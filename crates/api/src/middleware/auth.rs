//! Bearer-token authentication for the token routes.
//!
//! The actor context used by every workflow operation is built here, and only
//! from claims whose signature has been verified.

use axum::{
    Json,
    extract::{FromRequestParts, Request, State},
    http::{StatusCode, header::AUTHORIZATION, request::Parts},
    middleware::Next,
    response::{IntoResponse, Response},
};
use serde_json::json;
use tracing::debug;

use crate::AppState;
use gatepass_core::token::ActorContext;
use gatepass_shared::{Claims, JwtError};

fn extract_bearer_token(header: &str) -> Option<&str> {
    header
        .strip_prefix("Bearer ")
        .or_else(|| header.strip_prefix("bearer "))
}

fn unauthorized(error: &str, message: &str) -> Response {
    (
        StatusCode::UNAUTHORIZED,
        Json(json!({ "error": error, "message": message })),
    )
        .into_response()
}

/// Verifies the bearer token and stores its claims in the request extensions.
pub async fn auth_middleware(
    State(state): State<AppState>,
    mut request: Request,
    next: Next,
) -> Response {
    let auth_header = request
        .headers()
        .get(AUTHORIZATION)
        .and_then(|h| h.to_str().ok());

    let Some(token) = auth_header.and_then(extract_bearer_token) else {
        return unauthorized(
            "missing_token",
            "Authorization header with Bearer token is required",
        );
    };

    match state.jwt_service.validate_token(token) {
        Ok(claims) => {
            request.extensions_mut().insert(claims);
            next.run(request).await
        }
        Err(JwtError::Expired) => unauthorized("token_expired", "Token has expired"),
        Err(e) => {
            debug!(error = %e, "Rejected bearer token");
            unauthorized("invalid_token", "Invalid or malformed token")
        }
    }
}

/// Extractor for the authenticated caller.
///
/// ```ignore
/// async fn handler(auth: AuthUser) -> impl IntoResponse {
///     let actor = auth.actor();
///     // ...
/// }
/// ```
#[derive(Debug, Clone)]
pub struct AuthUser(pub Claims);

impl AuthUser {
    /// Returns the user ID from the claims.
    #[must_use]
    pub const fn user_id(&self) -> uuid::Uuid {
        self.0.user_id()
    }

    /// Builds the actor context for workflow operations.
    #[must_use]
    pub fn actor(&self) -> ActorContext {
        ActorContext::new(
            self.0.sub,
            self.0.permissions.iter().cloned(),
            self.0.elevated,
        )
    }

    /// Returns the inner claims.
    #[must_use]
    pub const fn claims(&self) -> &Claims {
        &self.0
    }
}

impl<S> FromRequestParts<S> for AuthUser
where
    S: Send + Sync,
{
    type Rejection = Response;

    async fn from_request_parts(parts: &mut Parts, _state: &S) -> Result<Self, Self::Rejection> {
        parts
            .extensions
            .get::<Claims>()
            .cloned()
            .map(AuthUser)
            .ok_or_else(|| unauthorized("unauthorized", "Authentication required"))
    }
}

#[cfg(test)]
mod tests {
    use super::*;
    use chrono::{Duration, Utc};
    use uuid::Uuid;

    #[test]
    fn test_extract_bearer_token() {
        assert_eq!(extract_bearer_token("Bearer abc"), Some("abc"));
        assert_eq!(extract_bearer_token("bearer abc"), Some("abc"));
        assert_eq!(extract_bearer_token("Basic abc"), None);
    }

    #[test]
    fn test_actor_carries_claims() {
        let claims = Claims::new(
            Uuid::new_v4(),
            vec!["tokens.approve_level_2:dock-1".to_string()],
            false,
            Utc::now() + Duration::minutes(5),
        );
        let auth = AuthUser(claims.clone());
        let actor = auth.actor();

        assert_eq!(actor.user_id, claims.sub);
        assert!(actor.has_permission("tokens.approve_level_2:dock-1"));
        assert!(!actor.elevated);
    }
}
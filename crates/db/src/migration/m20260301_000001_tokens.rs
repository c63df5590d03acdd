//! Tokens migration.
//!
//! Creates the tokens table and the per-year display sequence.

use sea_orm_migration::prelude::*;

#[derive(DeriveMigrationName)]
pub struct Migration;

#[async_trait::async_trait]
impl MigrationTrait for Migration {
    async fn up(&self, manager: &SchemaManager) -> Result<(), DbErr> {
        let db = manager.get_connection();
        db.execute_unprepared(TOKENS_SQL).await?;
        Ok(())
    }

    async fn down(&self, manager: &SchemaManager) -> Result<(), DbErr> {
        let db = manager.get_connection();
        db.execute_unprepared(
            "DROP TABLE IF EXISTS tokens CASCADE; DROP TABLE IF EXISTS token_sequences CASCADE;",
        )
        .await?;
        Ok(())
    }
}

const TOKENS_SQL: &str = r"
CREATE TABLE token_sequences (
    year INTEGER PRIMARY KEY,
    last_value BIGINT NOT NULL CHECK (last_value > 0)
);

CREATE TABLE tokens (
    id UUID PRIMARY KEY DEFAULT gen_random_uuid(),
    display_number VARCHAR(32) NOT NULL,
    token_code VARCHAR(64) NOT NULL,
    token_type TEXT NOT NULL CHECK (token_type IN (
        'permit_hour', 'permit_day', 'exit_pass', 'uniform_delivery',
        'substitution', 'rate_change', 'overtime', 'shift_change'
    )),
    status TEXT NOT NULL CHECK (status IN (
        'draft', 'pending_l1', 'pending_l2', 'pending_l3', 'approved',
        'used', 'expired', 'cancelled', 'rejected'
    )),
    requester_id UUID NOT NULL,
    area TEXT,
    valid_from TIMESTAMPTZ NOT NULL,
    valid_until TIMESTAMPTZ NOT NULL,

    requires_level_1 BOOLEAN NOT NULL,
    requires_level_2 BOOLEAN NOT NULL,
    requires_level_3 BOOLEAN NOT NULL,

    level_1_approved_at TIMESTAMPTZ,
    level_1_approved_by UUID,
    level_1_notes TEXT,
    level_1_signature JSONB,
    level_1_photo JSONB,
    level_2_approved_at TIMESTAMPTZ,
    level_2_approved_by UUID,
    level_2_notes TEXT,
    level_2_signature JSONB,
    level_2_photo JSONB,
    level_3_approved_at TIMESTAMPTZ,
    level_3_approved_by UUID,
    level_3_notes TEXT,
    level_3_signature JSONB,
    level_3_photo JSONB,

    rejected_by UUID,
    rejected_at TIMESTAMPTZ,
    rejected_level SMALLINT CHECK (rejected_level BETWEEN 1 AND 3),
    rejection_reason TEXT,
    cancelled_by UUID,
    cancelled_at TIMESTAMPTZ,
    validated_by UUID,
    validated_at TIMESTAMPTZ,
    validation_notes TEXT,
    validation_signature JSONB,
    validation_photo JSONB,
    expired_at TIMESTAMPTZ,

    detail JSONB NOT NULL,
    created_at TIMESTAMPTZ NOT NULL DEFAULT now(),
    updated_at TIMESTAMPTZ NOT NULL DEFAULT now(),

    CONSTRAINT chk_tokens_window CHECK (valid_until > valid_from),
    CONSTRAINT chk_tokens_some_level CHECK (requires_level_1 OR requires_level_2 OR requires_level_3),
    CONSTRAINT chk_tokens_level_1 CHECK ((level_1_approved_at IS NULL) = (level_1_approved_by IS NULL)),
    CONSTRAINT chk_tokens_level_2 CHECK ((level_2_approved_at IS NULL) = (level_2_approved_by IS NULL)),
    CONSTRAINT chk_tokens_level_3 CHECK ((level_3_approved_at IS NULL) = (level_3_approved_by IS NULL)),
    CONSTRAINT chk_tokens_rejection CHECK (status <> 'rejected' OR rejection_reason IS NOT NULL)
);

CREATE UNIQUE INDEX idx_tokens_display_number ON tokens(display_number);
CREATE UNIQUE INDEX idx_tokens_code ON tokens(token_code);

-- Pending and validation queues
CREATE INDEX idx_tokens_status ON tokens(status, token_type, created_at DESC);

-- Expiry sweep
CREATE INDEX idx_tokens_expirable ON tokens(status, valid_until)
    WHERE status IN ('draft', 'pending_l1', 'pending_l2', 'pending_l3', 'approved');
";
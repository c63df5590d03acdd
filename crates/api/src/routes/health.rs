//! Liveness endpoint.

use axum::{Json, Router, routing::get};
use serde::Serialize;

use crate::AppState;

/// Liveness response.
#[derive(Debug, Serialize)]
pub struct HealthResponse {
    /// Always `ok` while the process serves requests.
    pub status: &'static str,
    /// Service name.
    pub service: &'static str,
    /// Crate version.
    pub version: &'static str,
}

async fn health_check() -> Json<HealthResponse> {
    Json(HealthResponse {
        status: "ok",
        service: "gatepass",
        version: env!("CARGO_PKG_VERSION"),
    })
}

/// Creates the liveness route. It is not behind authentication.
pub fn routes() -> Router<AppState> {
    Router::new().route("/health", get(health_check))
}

== Task details ==
For the word "BOOLEAN", say how many lines of the listing include it; give nothing but the number.

== Expected answer ==
3